UK government investigation 
Following this data breach and media outcry, the UK Secretary of State for Foreign and Commonwealth Affairs appointed an independent investigator to uncover the reasons for the breach of security in the VFS online visa application website. The subsequent report, released in July 2007, highlighted "organisational failures" by VFS. VFS had purportedly underestimated what was necessary in order to protect personal data to the levels expected by the UK Data Protection Act. The report also recommended that the VFS online visa applications not be resumed for applications from India.

In November 2007, the UK Information Commissioner's Office announced that it had found the Foreign Office's contractual relationship with VFS Global to be in breach of its obligations under the Data Protection Act 1998. The Information Commissioner's Office required the Foreign Office to sign a statement that it would comply with the Data Protection Act and would not reopen the VFS UK visa online facility.
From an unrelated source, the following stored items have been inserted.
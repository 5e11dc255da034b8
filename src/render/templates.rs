//! Maud templates for every page. Interpolation is escaped; only ministry page content
//! and about-section bodies (administrator-authored rich text) are emitted raw.

use super::{AboutSection, Page, Renderer};
use crate::error::AppError;
use crate::model::{Event, Ministry, StaffMember};
use crate::service::{SiteSettings, StaffGroups};
use chrono::{DateTime, Utc};
use maud::{html, Markup, PreEscaped, DOCTYPE};

const DEFAULT_SITE_NAME: &str = "Saint Andrew's Chapel";

#[derive(Clone, Copy, PartialEq, Eq)]
enum Nav {
    Home,
    About,
    Ministries,
}

const ABOUT_NAV: [AboutSection; 5] = [
    AboutSection::History,
    AboutSection::Beliefs,
    AboutSection::Worship,
    AboutSection::Gospel,
    AboutSection::Building,
];

#[derive(Clone, Debug)]
pub struct MaudRenderer {
    app_url: String,
}

impl MaudRenderer {
    pub fn new(app_url: impl Into<String>) -> Self {
        MaudRenderer {
            app_url: app_url.into().trim_end_matches('/').to_string(),
        }
    }

    fn layout(&self, site_name: &str, title: &str, path: &str, nav: Nav, body: Markup) -> Markup {
        html! {
            (DOCTYPE)
            html lang="en" {
                head {
                    meta charset="utf-8";
                    meta name="viewport" content="width=device-width, initial-scale=1";
                    title { (title) " | " (site_name) }
                    link rel="canonical" href={ (self.app_url) (path) };
                    link rel="stylesheet" href="/static/css/site.css";
                }
                body {
                    header.site-header {
                        a.brand href="/" { (site_name) }
                        nav {
                            a href="/" class=[(nav == Nav::Home).then_some("active")] { "Home" }
                            a href="/about/history" class=[(nav == Nav::About).then_some("active")] { "About" }
                            a href="/ministries" class=[(nav == Nav::Ministries).then_some("active")] { "Ministries" }
                        }
                    }
                    main { (body) }
                    footer.site-footer {
                        p { "© " (site_name) }
                    }
                }
            }
        }
    }

    fn home(&self, settings: &SiteSettings, events: &[Event], now: DateTime<Utc>) -> Markup {
        let site_name = settings.get_or("church_name", DEFAULT_SITE_NAME);
        let body = html! {
            section.hero {
                h1 { (site_name) }
                @if let Some(tagline) = settings.get("tagline") {
                    p.tagline { (tagline) }
                }
                @if let Some(times) = settings.get("service_times") {
                    p.service-times { (times) }
                }
            }
            section.events {
                h2 { "Upcoming Events" }
                @if events.is_empty() {
                    p.empty { "No upcoming events are scheduled. Please check back soon." }
                } @else {
                    ul.event-list {
                        @for event in events {
                            (event_card(event, now))
                        }
                    }
                }
            }
            @if let Some(address) = settings.get("address") {
                section.visit {
                    h2 { "Visit Us" }
                    p { (address) }
                    @if let Some(phone) = settings.get("phone") {
                        p { (phone) }
                    }
                }
            }
        };
        self.layout(site_name, "Home", "/", Nav::Home, body)
    }

    fn about(&self, section: AboutSection, settings: &SiteSettings) -> Markup {
        let site_name = settings.get_or("church_name", DEFAULT_SITE_NAME);
        let body = html! {
            (about_nav(Some(section)))
            article.about {
                h1 { (section.title()) }
                (PreEscaped(settings.get_or(section.content_key(), "")))
            }
        };
        self.layout(site_name, section.title(), section.path(), Nav::About, body)
    }

    fn staff(&self, settings: &SiteSettings, groups: &StaffGroups) -> Markup {
        let site_name = settings.get_or("church_name", DEFAULT_SITE_NAME);
        let body = html! {
            (about_nav(None))
            article.staff {
                h1 { "Pastors & Staff" }
                @for (category, members) in groups.iter() {
                    section.staff-group {
                        h2 { (category.label()) }
                        @for member in members {
                            (staff_card(member))
                        }
                    }
                }
            }
        };
        self.layout(site_name, "Pastors & Staff", "/about/staff", Nav::About, body)
    }

    fn ministries_index(&self, ministries: &[Ministry]) -> Markup {
        let body = html! {
            h1 { "Ministries" }
            @if ministries.is_empty() {
                p.empty { "Ministry information is coming soon." }
            }
            ul.ministry-list {
                @for m in ministries {
                    li.ministry {
                        h2 { a href={ "/ministries/" (m.slug) } { (m.name) } }
                        p { (m.description) }
                        @if !m.meeting_time.is_empty() {
                            p.meeting { (m.meeting_time) }
                        }
                    }
                }
            }
        };
        self.layout(DEFAULT_SITE_NAME, "Ministries", "/ministries", Nav::Ministries, body)
    }

    fn ministry_show(&self, m: &Ministry) -> Markup {
        let path = format!("/ministries/{}", m.slug);
        let body = html! {
            article.ministry-detail {
                h1 { (m.name) }
                p.lead { (m.description) }
                dl {
                    @if !m.meeting_time.is_empty() {
                        dt { "When" } dd { (m.meeting_time) }
                    }
                    @if !m.location.is_empty() {
                        dt { "Where" } dd { (m.location) }
                    }
                    @if !m.contact_email.is_empty() {
                        dt { "Contact" } dd { a href={ "mailto:" (m.contact_email) } { (m.contact_email) } }
                    }
                }
                div.content { (PreEscaped(&m.page_content)) }
                p { a href="/ministries" { "All ministries" } }
            }
        };
        self.layout(DEFAULT_SITE_NAME, &m.name, &path, Nav::Ministries, body)
    }
}

fn about_nav(current: Option<AboutSection>) -> Markup {
    html! {
        nav.subnav {
            @for section in ABOUT_NAV {
                a href=(section.path()) class=[(current == Some(section)).then_some("active")] { (section.title()) }
            }
            a href="/about/staff" class=[current.is_none().then_some("active")] { "Pastors & Staff" }
        }
    }
}

fn event_card(event: &Event, now: DateTime<Utc>) -> Markup {
    html! {
        li.event {
            h3 { (event.title) }
            p.when {
                time datetime=(event.event_date.to_rfc3339()) {
                    (event.event_date.format("%a, %b %-d · %-I:%M %p").to_string())
                }
                @if let Some(end) = event.end_date {
                    " – " (end.format("%-I:%M %p").to_string())
                }
            }
            @if !event.location.is_empty() {
                p.location { (event.location) }
            }
            @if let Some(rule) = event.recurrence_rule {
                p.recurs { (rule.label()) }
            }
            @if event.registration_open_at(now) {
                p.registration {
                    "Registration open"
                    @if let Some(deadline) = event.registration_deadline {
                        " until " (deadline.format("%b %-d").to_string())
                    }
                }
            }
            @if !event.description.is_empty() {
                p { (event.description) }
            }
        }
    }
}

fn staff_card(member: &StaffMember) -> Markup {
    html! {
        div.staff-member {
            @if !member.photo_url.is_empty() {
                img src=(member.photo_url) alt=(member.name);
            }
            h3 { (member.name) }
            p.title { (member.title) }
            @if !member.bio.is_empty() {
                p.bio { (member.bio) }
            }
            @if !member.email.is_empty() {
                a href={ "mailto:" (member.email) } { (member.email) }
            }
        }
    }
}

impl Renderer for MaudRenderer {
    fn render(&self, page: &Page<'_>) -> Result<String, AppError> {
        let markup = match page {
            Page::Home { settings, events, now } => self.home(settings, events, *now),
            Page::About { section, settings } => self.about(*section, settings),
            Page::Staff { settings, groups } => self.staff(settings, groups),
            Page::MinistriesIndex { ministries } => self.ministries_index(ministries),
            Page::MinistryShow { ministry } => self.ministry_show(ministry),
        };
        Ok(markup.into_string())
    }
}
//! Record types for the four collections and the capabilities they share.

mod base;
mod event;
mod ministry;
mod setting;
mod staff;

pub use base::{SoftDeletable, SoftDeleteModel, DELETED_AT};
pub use event::{Event, RecurrenceRule};
pub use ministry::Ministry;
pub use setting::SiteSetting;
pub use staff::{StaffCategory, StaffMember};

use crate::sql::SqlValue;
use sqlx::postgres::PgRow;
use thiserror::Error;

/// A row type backed by one table. `column` exposes values by column name so the
/// same `Select` descriptor can be evaluated outside PostgreSQL.
pub trait Record: for<'r> sqlx::FromRow<'r, PgRow> + Clone + Send + Sync + Unpin + 'static {
    const TABLE: &'static str;
    const COLUMNS: &'static [&'static str];
    /// True when the table carries a `deleted_at` marker and default reads hide deleted rows.
    const SOFT_DELETE: bool;

    fn column(&self, name: &str) -> SqlValue;
}

#[derive(Error, Debug)]
#[error("unknown {kind} '{value}'")]
pub struct UnknownVariant {
    pub kind: &'static str,
    pub value: String,
}

/// Text-column enums: decode through `&str` and `FromStr`.
macro_rules! text_column_enum {
    ($ty:ty) => {
        impl sqlx::Type<sqlx::Postgres> for $ty {
            fn type_info() -> sqlx::postgres::PgTypeInfo {
                <&str as sqlx::Type<sqlx::Postgres>>::type_info()
            }

            fn compatible(ty: &sqlx::postgres::PgTypeInfo) -> bool {
                <&str as sqlx::Type<sqlx::Postgres>>::compatible(ty)
            }
        }

        impl<'r> sqlx::Decode<'r, sqlx::Postgres> for $ty {
            fn decode(value: sqlx::postgres::PgValueRef<'r>) -> Result<Self, sqlx::error::BoxDynError> {
                let s = <&str as sqlx::Decode<sqlx::Postgres>>::decode(value)?;
                Ok(s.parse()?)
            }
        }
    };
}

pub(crate) use text_column_enum;
//! Global tracing subscriber.

use tracing_subscriber::EnvFilter;

fn default_filter(development: bool) -> &'static str {
    if development {
        "chapel_site=debug,tower_http=debug,info"
    } else {
        "info"
    }
}

/// Human-readable output in development, JSON lines elsewhere. `RUST_LOG` overrides the level.
pub fn init(development: bool) {
    let filter = EnvFilter::try_from_default_env().unwrap_or_else(|_| EnvFilter::new(default_filter(development)));
    let builder = tracing_subscriber::fmt().with_env_filter(filter);
    let result = if development {
        builder.try_init()
    } else {
        builder.json().with_current_span(false).try_init()
    };
    if let Err(e) = result {
        eprintln!("tracing subscriber already installed: {e}");
    }
}
//! Church events. Soft-deletable; optionally owned by a ministry.

use super::{base::soft_deletable, text_column_enum, Record, SoftDeleteModel, UnknownVariant};
use crate::sql::SqlValue;
use chrono::{DateTime, NaiveDate, Utc};
use serde::Serialize;
use std::str::FromStr;

#[derive(Clone, Copy, Debug, PartialEq, Eq, Serialize)]
#[serde(rename_all = "lowercase")]
pub enum RecurrenceRule {
    Weekly,
    Biweekly,
    Monthly,
    Yearly,
}

impl RecurrenceRule {
    pub fn as_str(self) -> &'static str {
        match self {
            RecurrenceRule::Weekly => "weekly",
            RecurrenceRule::Biweekly => "biweekly",
            RecurrenceRule::Monthly => "monthly",
            RecurrenceRule::Yearly => "yearly",
        }
    }

    pub fn label(self) -> &'static str {
        match self {
            RecurrenceRule::Weekly => "Every week",
            RecurrenceRule::Biweekly => "Every other week",
            RecurrenceRule::Monthly => "Every month",
            RecurrenceRule::Yearly => "Every year",
        }
    }
}

impl FromStr for RecurrenceRule {
    type Err = UnknownVariant;

    fn from_str(s: &str) -> Result<Self, Self::Err> {
        match s {
            "weekly" => Ok(RecurrenceRule::Weekly),
            "biweekly" => Ok(RecurrenceRule::Biweekly),
            "monthly" => Ok(RecurrenceRule::Monthly),
            "yearly" => Ok(RecurrenceRule::Yearly),
            other => Err(UnknownVariant {
                kind: "recurrence rule",
                value: other.to_string(),
            }),
        }
    }
}

text_column_enum!(RecurrenceRule);

#[derive(Clone, Debug, PartialEq, sqlx::FromRow, Serialize)]
pub struct Event {
    #[sqlx(flatten)]
    #[serde(flatten)]
    pub base: SoftDeleteModel,
    pub title: String,
    pub description: String,
    pub event_date: DateTime<Utc>,
    pub end_date: Option<DateTime<Utc>>,
    pub location: String,
    pub location_details: String,
    pub recurrence_rule: Option<RecurrenceRule>,
    pub recurrence_end: Option<NaiveDate>,
    pub registration_enabled: bool,
    pub capacity_limit: Option<i32>,
    pub registration_deadline: Option<DateTime<Utc>>,
    /// Unset = visible from the beginning of time.
    pub visible_from: Option<DateTime<Utc>>,
    /// Unset = visible until the event itself passes.
    pub visible_until: Option<DateTime<Utc>>,
    pub is_public: bool,
    pub ministry_id: Option<i64>,
    pub created_by: Option<i64>,
}

soft_deletable!(Event);

impl Event {
    /// Minimal public event with no window, recurrence or registration.
    pub fn new(id: i64, title: impl Into<String>, event_date: DateTime<Utc>, now: DateTime<Utc>) -> Self {
        Event {
            base: SoftDeleteModel::new(id, now),
            title: title.into(),
            description: String::new(),
            event_date,
            end_date: None,
            location: String::new(),
            location_details: String::new(),
            recurrence_rule: None,
            recurrence_end: None,
            registration_enabled: false,
            capacity_limit: None,
            registration_deadline: None,
            visible_from: None,
            visible_until: None,
            is_public: true,
            ministry_id: None,
            created_by: None,
        }
    }

    /// Public listing rule: public, not yet past, inside its visibility window, not deleted.
    pub fn is_listed_at(&self, now: DateTime<Utc>) -> bool {
        self.is_public
            && self.base.deleted_at.is_none()
            && self.event_date >= now
            && self.visible_from.map_or(true, |from| from <= now)
            && self.visible_until.map_or(true, |until| until >= now)
    }

    /// Registration is open when enabled and the deadline, if any, has not passed.
    pub fn registration_open_at(&self, now: DateTime<Utc>) -> bool {
        self.registration_enabled && self.registration_deadline.map_or(true, |d| d >= now)
    }
}

impl Record for Event {
    const TABLE: &'static str = "events";
    const COLUMNS: &'static [&'static str] = &[
        "id",
        "created_at",
        "updated_at",
        "deleted_at",
        "title",
        "description",
        "event_date",
        "end_date",
        "location",
        "location_details",
        "recurrence_rule",
        "recurrence_end",
        "registration_enabled",
        "capacity_limit",
        "registration_deadline",
        "visible_from",
        "visible_until",
        "is_public",
        "ministry_id",
        "created_by",
    ];
    const SOFT_DELETE: bool = true;

    fn column(&self, name: &str) -> SqlValue {
        if let Some(v) = self.base.column(name) {
            return v;
        }
        match name {
            "title" => self.title.clone().into(),
            "description" => self.description.clone().into(),
            "event_date" => self.event_date.into(),
            "end_date" => self.end_date.into(),
            "location" => self.location.clone().into(),
            "location_details" => self.location_details.clone().into(),
            "recurrence_rule" => self.recurrence_rule.map(RecurrenceRule::as_str).into(),
            "recurrence_end" => self.recurrence_end.into(),
            "registration_enabled" => self.registration_enabled.into(),
            "capacity_limit" => self.capacity_limit.into(),
            "registration_deadline" => self.registration_deadline.into(),
            "visible_from" => self.visible_from.into(),
            "visible_until" => self.visible_until.into(),
            "is_public" => self.is_public.into(),
            "ministry_id" => self.ministry_id.into(),
            "created_by" => self.created_by.into(),
            _ => SqlValue::Null,
        }
    }
}

#[cfg(test)]
mod tests {
    use super::*;
    use chrono::Duration;

    #[test]
    fn recurrence_rule_parses_known_values_only() {
        assert_eq!("monthly".parse::<RecurrenceRule>().unwrap(), RecurrenceRule::Monthly);
        assert!("none".parse::<RecurrenceRule>().is_err());
    }

    #[test]
    fn listing_respects_window_bounds_inclusively() {
        let now = Utc::now();
        let mut e = Event::new(1, "Picnic", now + Duration::days(3), now);
        e.visible_from = Some(now);
        e.visible_until = Some(now);
        assert!(e.is_listed_at(now));
        e.visible_from = Some(now + Duration::seconds(1));
        assert!(!e.is_listed_at(now));
    }

    #[test]
    fn registration_closes_after_deadline() {
        let now = Utc::now();
        let mut e = Event::new(1, "Retreat", now + Duration::days(30), now);
        assert!(!e.registration_open_at(now));
        e.registration_enabled = true;
        e.registration_deadline = Some(now - Duration::hours(1));
        assert!(!e.registration_open_at(now));
        e.registration_deadline = None;
        assert!(e.registration_open_at(now));
    }

    #[test]
    fn base_columns_resolve_through_record() {
        let now = Utc::now();
        let e = Event::new(42, "Vespers", now, now);
        assert_eq!(e.column("id"), SqlValue::Int(42));
        assert!(e.column("deleted_at").is_null());
        assert!(e.column("recurrence_rule").is_null());
    }
}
As a result of this ruling, the Foreign Office reviewed its relationship with VFS and briefly sought to significantly reduce its outsourced work, especially in the area of IT. After the report was issued, VFS spent "$2 million on online security in the next year," and introduced various measures to ensure safe and secure business environment. One of them was to make all its centres ISO compliant.

Following this incident, several governments were critical of VFS Global's abilities and raised concerns over its lacklustre security protocols. "There's the accountability issue, the privacy issue and why are we outsourcing to a for-profit entity something that belongs in the security mandate?" asked Victor Wong, executive director of the Chinese Canadian National Council. Likewise, Liam Clifford, an immigration expert working for Global Visas, raised security concerns associated with VFS Global's operations: "Once you put this work in the hands of private companies overseas, you no longer have the same protection."

2015 data breaches 
VFS Global's online security again came under scrutiny in July 2015 when its online visa forms for Italy allowed any user to access the personal information of other applicants—including their date of birth, passport details and addresses—if they input the ID number of another person when logging into the system.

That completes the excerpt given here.